Required work: From the data below, tally each line that has "HashMap" in it, then give that tally without comment.

(Records from a dataset)
====
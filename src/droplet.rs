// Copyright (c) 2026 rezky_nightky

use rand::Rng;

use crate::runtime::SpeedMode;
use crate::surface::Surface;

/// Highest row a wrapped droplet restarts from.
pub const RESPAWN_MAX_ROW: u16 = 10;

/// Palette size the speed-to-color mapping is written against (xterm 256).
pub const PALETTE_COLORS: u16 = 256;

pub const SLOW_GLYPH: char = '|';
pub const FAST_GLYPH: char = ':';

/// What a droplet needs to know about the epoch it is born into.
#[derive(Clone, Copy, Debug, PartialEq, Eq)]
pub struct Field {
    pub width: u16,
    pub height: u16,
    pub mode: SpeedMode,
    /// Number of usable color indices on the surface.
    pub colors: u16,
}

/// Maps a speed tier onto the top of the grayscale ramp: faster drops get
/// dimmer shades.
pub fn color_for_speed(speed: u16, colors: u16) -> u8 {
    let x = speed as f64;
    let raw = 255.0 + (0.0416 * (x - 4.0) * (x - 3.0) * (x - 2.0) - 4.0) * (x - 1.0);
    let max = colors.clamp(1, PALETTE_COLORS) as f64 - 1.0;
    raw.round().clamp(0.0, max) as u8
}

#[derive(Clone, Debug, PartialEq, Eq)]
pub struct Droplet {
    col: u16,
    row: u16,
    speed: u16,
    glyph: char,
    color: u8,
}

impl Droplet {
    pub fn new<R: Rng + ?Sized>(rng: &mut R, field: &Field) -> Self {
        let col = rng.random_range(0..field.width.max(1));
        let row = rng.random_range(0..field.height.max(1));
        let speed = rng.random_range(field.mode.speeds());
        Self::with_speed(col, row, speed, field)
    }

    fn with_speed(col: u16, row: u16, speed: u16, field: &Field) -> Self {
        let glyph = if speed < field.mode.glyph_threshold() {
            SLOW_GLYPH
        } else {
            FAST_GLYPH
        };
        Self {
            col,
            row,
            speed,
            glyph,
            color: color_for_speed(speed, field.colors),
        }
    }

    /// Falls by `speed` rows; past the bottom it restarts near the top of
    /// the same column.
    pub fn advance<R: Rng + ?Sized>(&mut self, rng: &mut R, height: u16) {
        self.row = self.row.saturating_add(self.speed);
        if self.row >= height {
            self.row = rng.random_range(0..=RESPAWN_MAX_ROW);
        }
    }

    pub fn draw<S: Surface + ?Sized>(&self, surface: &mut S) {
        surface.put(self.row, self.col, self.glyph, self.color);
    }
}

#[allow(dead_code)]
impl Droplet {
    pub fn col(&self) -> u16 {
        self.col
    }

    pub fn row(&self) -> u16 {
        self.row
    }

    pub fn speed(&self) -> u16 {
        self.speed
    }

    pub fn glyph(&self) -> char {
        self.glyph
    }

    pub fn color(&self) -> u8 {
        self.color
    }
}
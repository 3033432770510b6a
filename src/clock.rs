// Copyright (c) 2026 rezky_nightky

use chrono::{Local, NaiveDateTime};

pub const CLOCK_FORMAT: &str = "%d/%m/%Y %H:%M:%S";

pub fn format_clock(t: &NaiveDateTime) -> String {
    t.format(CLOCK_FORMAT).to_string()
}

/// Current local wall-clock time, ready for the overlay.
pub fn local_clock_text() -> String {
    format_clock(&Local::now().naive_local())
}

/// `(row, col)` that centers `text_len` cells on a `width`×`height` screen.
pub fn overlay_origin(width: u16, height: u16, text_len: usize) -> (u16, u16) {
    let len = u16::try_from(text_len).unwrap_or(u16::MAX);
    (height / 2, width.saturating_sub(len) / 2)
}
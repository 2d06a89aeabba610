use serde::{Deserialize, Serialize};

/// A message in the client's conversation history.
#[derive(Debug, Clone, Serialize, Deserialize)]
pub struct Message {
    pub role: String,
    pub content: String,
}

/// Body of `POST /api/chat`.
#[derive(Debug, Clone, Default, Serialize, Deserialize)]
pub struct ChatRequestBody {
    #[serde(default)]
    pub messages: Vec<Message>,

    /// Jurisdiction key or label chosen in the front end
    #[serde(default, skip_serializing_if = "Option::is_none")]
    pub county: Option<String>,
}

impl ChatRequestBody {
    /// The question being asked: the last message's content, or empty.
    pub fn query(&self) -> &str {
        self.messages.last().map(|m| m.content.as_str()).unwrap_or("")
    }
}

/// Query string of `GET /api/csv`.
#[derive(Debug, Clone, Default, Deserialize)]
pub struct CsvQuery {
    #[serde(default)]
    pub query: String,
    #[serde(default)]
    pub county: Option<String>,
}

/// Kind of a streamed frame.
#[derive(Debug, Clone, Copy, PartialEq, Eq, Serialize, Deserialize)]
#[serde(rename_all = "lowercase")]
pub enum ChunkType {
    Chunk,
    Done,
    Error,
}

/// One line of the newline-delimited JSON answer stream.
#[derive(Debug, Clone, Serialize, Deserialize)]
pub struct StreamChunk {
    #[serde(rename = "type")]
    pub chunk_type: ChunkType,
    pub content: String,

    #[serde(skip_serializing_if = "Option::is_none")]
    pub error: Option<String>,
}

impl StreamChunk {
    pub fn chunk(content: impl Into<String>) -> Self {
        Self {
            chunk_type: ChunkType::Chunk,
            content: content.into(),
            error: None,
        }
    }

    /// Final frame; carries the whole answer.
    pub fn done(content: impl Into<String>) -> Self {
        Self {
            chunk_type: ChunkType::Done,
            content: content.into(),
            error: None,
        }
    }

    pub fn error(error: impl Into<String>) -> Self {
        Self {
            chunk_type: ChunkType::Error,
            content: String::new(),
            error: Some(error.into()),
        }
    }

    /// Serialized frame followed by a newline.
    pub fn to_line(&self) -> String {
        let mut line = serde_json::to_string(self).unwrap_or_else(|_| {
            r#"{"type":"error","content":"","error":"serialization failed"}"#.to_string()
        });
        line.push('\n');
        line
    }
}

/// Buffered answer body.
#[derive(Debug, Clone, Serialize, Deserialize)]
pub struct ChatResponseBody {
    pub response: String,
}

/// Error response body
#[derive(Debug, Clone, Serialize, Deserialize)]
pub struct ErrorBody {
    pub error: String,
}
====
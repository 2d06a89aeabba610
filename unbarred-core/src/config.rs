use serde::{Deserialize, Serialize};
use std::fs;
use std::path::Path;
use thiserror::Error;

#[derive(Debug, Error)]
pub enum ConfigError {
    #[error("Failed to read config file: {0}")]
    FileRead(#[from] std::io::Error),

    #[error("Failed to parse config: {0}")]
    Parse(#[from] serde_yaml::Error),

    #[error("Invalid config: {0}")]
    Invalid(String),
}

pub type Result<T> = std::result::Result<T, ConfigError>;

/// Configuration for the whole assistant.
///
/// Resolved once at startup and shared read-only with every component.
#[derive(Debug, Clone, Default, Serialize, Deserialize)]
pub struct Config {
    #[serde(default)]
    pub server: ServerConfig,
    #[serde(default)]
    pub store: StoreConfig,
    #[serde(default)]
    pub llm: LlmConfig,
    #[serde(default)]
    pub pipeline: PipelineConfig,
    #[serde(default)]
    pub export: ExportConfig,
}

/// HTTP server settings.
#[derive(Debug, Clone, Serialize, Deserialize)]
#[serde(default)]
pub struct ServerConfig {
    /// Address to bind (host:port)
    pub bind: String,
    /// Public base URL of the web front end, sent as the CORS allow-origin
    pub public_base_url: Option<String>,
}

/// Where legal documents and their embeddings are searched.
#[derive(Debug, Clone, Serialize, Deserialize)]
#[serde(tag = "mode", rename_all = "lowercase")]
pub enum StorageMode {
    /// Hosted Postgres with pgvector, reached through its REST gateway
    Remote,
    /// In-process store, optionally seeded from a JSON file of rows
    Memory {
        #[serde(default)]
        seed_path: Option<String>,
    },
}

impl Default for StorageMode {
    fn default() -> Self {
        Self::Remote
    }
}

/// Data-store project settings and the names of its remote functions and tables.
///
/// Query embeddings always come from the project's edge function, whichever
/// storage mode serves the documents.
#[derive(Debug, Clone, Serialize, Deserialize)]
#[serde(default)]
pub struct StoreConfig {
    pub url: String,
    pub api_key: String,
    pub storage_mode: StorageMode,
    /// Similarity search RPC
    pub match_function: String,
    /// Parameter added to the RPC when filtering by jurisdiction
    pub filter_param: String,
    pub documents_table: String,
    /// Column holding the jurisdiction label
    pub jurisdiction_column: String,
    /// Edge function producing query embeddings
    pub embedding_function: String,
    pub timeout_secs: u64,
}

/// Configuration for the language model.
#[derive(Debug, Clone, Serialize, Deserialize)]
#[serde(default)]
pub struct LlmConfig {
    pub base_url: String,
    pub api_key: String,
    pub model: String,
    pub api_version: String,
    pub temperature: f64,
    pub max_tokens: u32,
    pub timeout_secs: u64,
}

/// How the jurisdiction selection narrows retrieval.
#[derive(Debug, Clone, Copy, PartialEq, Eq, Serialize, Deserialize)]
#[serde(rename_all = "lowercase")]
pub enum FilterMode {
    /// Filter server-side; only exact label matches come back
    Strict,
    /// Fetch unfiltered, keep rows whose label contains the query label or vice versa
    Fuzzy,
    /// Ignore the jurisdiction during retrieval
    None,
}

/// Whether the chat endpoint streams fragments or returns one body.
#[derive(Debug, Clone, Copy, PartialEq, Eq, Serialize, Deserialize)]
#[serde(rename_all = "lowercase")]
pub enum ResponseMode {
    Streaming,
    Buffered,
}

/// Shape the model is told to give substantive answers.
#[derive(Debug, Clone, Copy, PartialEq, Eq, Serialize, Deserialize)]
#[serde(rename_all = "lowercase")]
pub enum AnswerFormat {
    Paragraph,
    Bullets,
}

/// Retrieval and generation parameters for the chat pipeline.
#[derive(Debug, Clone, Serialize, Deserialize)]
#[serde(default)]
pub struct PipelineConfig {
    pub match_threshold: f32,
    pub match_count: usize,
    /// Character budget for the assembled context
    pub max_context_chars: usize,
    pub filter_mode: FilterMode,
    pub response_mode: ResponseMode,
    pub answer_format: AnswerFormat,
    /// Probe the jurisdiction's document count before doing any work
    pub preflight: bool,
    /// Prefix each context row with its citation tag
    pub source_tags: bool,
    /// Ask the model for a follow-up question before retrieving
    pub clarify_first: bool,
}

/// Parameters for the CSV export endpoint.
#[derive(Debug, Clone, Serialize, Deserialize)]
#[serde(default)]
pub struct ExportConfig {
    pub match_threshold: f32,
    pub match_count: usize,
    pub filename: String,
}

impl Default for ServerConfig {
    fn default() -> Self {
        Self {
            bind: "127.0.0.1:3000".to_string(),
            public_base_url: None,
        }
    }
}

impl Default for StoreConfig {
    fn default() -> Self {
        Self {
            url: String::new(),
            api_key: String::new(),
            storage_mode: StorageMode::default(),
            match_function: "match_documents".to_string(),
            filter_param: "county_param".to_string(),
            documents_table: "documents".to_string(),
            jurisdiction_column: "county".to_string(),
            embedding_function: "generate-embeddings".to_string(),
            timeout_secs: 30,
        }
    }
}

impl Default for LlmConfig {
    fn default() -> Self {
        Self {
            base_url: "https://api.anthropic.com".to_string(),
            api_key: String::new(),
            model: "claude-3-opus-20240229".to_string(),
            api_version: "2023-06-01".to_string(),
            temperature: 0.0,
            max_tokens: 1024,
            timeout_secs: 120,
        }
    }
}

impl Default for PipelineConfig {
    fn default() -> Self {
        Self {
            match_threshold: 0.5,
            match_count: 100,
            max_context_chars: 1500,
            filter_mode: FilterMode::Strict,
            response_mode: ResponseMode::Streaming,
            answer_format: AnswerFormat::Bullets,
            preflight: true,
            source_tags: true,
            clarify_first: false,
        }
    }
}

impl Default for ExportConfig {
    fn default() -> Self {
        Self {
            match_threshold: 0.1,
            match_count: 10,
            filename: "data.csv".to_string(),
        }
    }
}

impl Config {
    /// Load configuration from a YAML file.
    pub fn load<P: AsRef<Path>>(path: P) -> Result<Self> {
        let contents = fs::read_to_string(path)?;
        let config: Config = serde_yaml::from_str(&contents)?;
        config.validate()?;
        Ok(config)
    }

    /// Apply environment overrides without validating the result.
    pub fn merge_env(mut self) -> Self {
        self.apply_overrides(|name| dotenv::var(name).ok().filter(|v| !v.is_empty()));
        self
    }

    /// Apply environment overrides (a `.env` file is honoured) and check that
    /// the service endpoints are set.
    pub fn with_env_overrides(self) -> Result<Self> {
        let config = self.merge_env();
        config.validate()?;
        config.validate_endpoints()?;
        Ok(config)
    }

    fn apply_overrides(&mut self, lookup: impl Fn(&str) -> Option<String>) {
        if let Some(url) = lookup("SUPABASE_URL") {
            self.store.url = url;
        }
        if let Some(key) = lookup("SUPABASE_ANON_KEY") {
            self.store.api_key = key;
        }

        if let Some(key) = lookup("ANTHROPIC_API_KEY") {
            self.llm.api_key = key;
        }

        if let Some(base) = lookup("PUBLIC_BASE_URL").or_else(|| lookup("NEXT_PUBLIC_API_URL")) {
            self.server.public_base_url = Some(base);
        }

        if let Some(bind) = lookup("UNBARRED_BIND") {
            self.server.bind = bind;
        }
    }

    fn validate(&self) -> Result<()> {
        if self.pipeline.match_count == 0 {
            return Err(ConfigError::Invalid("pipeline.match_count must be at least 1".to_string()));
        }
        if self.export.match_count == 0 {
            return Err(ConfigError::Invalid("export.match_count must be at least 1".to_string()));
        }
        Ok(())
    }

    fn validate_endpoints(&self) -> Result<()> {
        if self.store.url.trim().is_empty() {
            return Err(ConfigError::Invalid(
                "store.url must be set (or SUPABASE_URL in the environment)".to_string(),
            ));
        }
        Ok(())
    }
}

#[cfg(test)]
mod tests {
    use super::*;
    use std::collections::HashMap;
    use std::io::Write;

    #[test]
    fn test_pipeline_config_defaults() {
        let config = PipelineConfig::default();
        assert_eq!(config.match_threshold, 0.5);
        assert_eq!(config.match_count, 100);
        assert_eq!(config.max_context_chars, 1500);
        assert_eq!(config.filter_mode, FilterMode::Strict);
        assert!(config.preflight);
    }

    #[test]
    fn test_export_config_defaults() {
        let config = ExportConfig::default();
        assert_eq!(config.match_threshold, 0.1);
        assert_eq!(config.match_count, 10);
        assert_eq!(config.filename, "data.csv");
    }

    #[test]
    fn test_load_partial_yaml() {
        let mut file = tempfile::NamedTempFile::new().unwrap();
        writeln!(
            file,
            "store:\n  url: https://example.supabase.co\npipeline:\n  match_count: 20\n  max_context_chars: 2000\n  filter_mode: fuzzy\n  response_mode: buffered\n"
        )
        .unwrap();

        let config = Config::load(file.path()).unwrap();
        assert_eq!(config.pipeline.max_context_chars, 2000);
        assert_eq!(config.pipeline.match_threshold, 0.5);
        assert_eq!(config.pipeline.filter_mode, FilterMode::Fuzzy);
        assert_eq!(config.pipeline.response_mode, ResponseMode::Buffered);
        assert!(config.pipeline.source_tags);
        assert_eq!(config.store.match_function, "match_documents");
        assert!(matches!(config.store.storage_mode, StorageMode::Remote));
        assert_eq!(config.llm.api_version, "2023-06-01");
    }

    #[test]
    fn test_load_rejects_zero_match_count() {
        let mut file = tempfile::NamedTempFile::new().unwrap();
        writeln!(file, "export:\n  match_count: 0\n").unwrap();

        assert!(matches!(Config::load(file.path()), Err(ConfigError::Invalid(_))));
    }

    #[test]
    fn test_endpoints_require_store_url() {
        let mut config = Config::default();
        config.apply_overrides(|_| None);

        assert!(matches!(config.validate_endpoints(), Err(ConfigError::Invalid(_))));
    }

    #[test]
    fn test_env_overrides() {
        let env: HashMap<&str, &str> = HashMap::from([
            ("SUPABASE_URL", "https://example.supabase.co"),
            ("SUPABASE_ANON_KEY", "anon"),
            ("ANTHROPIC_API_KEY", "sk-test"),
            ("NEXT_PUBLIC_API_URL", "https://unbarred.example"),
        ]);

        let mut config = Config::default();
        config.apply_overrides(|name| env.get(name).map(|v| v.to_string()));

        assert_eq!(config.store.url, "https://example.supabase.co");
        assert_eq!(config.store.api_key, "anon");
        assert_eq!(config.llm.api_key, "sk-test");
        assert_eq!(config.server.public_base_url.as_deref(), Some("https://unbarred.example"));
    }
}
====
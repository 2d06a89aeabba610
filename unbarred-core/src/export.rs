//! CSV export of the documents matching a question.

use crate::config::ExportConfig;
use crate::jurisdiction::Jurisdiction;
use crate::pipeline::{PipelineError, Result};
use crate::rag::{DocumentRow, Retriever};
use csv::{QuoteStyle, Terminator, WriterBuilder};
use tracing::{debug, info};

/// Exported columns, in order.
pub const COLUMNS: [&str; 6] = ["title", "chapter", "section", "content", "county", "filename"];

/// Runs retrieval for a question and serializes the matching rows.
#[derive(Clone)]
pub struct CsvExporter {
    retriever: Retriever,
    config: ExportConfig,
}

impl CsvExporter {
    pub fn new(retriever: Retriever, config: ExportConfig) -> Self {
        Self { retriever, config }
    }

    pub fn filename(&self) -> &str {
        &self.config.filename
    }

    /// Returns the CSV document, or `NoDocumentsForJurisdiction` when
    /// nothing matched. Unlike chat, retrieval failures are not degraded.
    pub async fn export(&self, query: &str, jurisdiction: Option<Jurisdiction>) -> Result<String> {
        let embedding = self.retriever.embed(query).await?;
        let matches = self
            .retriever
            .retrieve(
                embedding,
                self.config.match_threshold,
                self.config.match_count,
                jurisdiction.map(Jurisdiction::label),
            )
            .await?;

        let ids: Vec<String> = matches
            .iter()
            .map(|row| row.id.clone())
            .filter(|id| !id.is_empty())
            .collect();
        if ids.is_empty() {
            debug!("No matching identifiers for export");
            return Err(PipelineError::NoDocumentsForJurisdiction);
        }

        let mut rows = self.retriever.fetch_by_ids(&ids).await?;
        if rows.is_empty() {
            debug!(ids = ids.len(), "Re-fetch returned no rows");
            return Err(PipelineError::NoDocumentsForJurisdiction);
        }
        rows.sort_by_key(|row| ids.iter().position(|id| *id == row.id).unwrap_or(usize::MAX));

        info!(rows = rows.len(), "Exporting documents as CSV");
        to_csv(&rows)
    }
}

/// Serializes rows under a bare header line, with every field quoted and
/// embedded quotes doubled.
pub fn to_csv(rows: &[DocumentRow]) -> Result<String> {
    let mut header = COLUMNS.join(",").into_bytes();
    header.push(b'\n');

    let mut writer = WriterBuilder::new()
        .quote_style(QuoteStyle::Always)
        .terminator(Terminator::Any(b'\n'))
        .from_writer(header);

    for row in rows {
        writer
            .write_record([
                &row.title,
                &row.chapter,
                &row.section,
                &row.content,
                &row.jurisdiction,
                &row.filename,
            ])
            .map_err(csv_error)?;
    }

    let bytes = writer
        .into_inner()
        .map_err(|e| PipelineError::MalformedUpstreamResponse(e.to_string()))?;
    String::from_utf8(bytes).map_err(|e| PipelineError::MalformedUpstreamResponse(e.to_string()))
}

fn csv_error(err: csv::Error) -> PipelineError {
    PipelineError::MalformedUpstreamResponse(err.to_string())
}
====
Output of the task: 2